Top of Dataset extract

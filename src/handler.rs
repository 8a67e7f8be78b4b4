//! Authority-specific parsers and their registry.
//!
//! A [`Handler`] turns an authority's raw lines into structured fields.
//! Handlers are registered by identity in a [`HandlerRegistry`] at startup
//! and instantiated at most once, on first use.

use std::collections::HashMap;
use std::fmt;
use std::sync::{Arc, OnceLock};

use crate::result::LookupResult;

/// Identity of the generic top-level-domain handler.
///
/// It only runs when generic recursion is explicitly allowed.
pub const GENERIC_HANDLER: &str = "gtld";

/// What a handler hands back.
#[derive(Debug, Clone, Default)]
pub struct HandlerOutput {
    /// The updated result tree.
    pub result: LookupResult,
    /// An error the handler wants reported. Non-fatal.
    pub error: Option<String>,
}

impl From<LookupResult> for HandlerOutput {
    fn from(result: LookupResult) -> Self {
        Self {
            result,
            error: None,
        }
    }
}

/// A parser for one authority or suffix family.
///
/// `parse` receives the tree with `rawdata` filled in and returns it with
/// `structured_info` populated. Setting `registry_info.referral` asks the
/// client to follow up with a more specific authority; `deep_lookup` tells
/// the handler whether that will happen.
pub trait Handler: Send + Sync {
    /// Parses `result.rawdata` for `query`.
    fn parse(&self, result: LookupResult, query: &str, deep_lookup: bool) -> HandlerOutput;
}

impl<F> Handler for F
where
    F: Fn(LookupResult, &str, bool) -> HandlerOutput + Send + Sync,
{
    fn parse(&self, result: LookupResult, query: &str, deep_lookup: bool) -> HandlerOutput {
        self(result, query, deep_lookup)
    }
}

type Factory = Box<dyn Fn() -> Arc<dyn Handler> + Send + Sync>;

struct Slot {
    factory: Factory,
    instance: OnceLock<Arc<dyn Handler>>,
}

/// Registration table mapping identities to handlers.
///
/// # Example
///
/// ```
/// use whois_client::{HandlerOutput, HandlerRegistry, LookupResult};
///
/// let mut registry = HandlerRegistry::new();
/// registry.register("example", || {
///     |mut result: LookupResult, _query: &str, _deep: bool| {
///         result.structured_info.insert("registered".into(), "yes".into());
///         HandlerOutput::from(result)
///     }
/// });
///
/// assert!(registry.contains("example"));
/// assert!(registry.get("missing").is_none());
/// ```
#[derive(Default)]
pub struct HandlerRegistry {
    slots: HashMap<String, Slot>,
}

impl HandlerRegistry {
    /// Creates an empty registry.
    #[must_use]
    pub fn new() -> Self {
        Self::default()
    }

    /// Registers a factory under `id`. Replaces any earlier registration.
    pub fn register<H, F>(&mut self, id: impl Into<String>, factory: F)
    where
        H: Handler + 'static,
        F: Fn() -> H + Send + Sync + 'static,
    {
        let factory: Factory = Box::new(move || Arc::new(factory()) as Arc<dyn Handler>);
        self.slots.insert(
            id.into(),
            Slot {
                factory,
                instance: OnceLock::new(),
            },
        );
    }

    /// Returns `true` if a handler is registered under `id`.
    #[must_use]
    pub fn contains(&self, id: &str) -> bool {
        self.slots.contains_key(id)
    }

    /// Returns the handler for `id`, instantiating it on first use.
    #[must_use]
    pub fn get(&self, id: &str) -> Option<Arc<dyn Handler>> {
        let slot = self.slots.get(id)?;
        let handler = slot.instance.get_or_init(|| {
            tracing::debug!(handler = %id, "Loading handler");
            (slot.factory)()
        });
        Some(Arc::clone(handler))
    }

    /// Registered identities, unordered.
    pub fn ids(&self) -> impl Iterator<Item = &str> {
        self.slots.keys().map(String::as_str)
    }
}

impl fmt::Debug for HandlerRegistry {
    fn fmt(&self, f: &mut fmt::Formatter<'_>) -> fmt::Result {
        f.debug_struct("HandlerRegistry")
            .field("ids", &self.ids().collect::<Vec<_>>())
            .finish()
    }
}
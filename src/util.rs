//! Caller identity used in argument templates.

use std::ffi::CStr;
use std::net::{IpAddr, Ipv4Addr, UdpSocket};

/// Any routable address works; UDP `connect` only consults the route table.
const ROUTE_PROBE: &str = "192.0.2.1:43";

const HOST_BUF_LEN: usize = 1025;

/// Supplies the caller's address and hostname for `{ip}` and `{hname}`.
pub trait CallerIdentity: Send + Sync {
    /// The caller's IP address.
    fn ip(&self) -> String;

    /// The reverse-DNS name of `ip`, or `ip` itself when it has none.
    fn hostname(&self, ip: &str) -> String;
}

/// Identity derived from the local host.
///
/// The address is the one the kernel would use for outbound traffic; the
/// hostname comes from `getnameinfo(3)`.
#[derive(Debug, Clone, Default)]
pub struct LocalIdentity {
    ip: Option<IpAddr>,
}

impl LocalIdentity {
    /// Creates an identity that probes the outbound address.
    #[must_use]
    pub const fn new() -> Self {
        Self { ip: None }
    }

    /// Creates an identity with a fixed address (e.g. behind NAT).
    #[must_use]
    pub const fn with_ip(ip: IpAddr) -> Self {
        Self { ip: Some(ip) }
    }
}

impl CallerIdentity for LocalIdentity {
    fn ip(&self) -> String {
        self.ip
            .or_else(outbound_ip)
            .unwrap_or(IpAddr::V4(Ipv4Addr::LOCALHOST))
            .to_string()
    }

    fn hostname(&self, ip: &str) -> String {
        ip.parse()
            .ok()
            .and_then(reverse_lookup)
            .unwrap_or_else(|| ip.to_string())
    }
}

fn outbound_ip() -> Option<IpAddr> {
    let socket = UdpSocket::bind((Ipv4Addr::UNSPECIFIED, 0)).ok()?;
    socket.connect(ROUTE_PROBE).ok()?;
    Some(socket.local_addr().ok()?.ip())
}

/// Resolves the PTR name of `ip`. `None` if it has no name.
#[must_use]
#[allow(clippy::cast_possible_truncation)]
pub fn reverse_lookup(ip: IpAddr) -> Option<String> {
    let mut host = [0 as libc::c_char; HOST_BUF_LEN];

    let rc = match ip {
        IpAddr::V4(v4) => {
            // SAFETY: `sockaddr_in` is plain old data; all-zero is valid.
            let mut addr: libc::sockaddr_in = unsafe { std::mem::zeroed() };
            addr.sin_family = libc::AF_INET as libc::sa_family_t;
            addr.sin_addr.s_addr = u32::from_ne_bytes(v4.octets());
            #[cfg(any(
                target_vendor = "apple",
                target_os = "freebsd",
                target_os = "dragonfly",
                target_os = "netbsd",
                target_os = "openbsd"
            ))]
            {
                addr.sin_len = std::mem::size_of::<libc::sockaddr_in>() as u8;
            }
            // SAFETY: `addr` and `host` outlive the call and the lengths
            // passed match their sizes.
            unsafe {
                libc::getnameinfo(
                    std::ptr::from_ref(&addr).cast::<libc::sockaddr>(),
                    std::mem::size_of::<libc::sockaddr_in>() as libc::socklen_t,
                    host.as_mut_ptr(),
                    HOST_BUF_LEN as libc::socklen_t,
                    std::ptr::null_mut(),
                    0,
                    libc::NI_NAMEREQD,
                )
            }
        }
        IpAddr::V6(v6) => {
            // SAFETY: `sockaddr_in6` is plain old data; all-zero is valid.
            let mut addr: libc::sockaddr_in6 = unsafe { std::mem::zeroed() };
            addr.sin6_family = libc::AF_INET6 as libc::sa_family_t;
            addr.sin6_addr.s6_addr = v6.octets();
            #[cfg(any(
                target_vendor = "apple",
                target_os = "freebsd",
                target_os = "dragonfly",
                target_os = "netbsd",
                target_os = "openbsd"
            ))]
            {
                addr.sin6_len = std::mem::size_of::<libc::sockaddr_in6>() as u8;
            }
            // SAFETY: as above.
            unsafe {
                libc::getnameinfo(
                    std::ptr::from_ref(&addr).cast::<libc::sockaddr>(),
                    std::mem::size_of::<libc::sockaddr_in6>() as libc::socklen_t,
                    host.as_mut_ptr(),
                    HOST_BUF_LEN as libc::socklen_t,
                    std::ptr::null_mut(),
                    0,
                    libc::NI_NAMEREQD,
                )
            }
        }
    };

    if rc != 0 {
        tracing::debug!(ip = %ip, rc, "Reverse lookup found no name");
        return None;
    }

    // SAFETY: on success getnameinfo wrote a NUL-terminated string into `host`.
    let name = unsafe { CStr::from_ptr(host.as_ptr()) };
    Some(name.to_string_lossy().into_owned())
}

Bottom of Dataset extract

Across the records above, tally the lines that contain "tree" and return the number alone.

2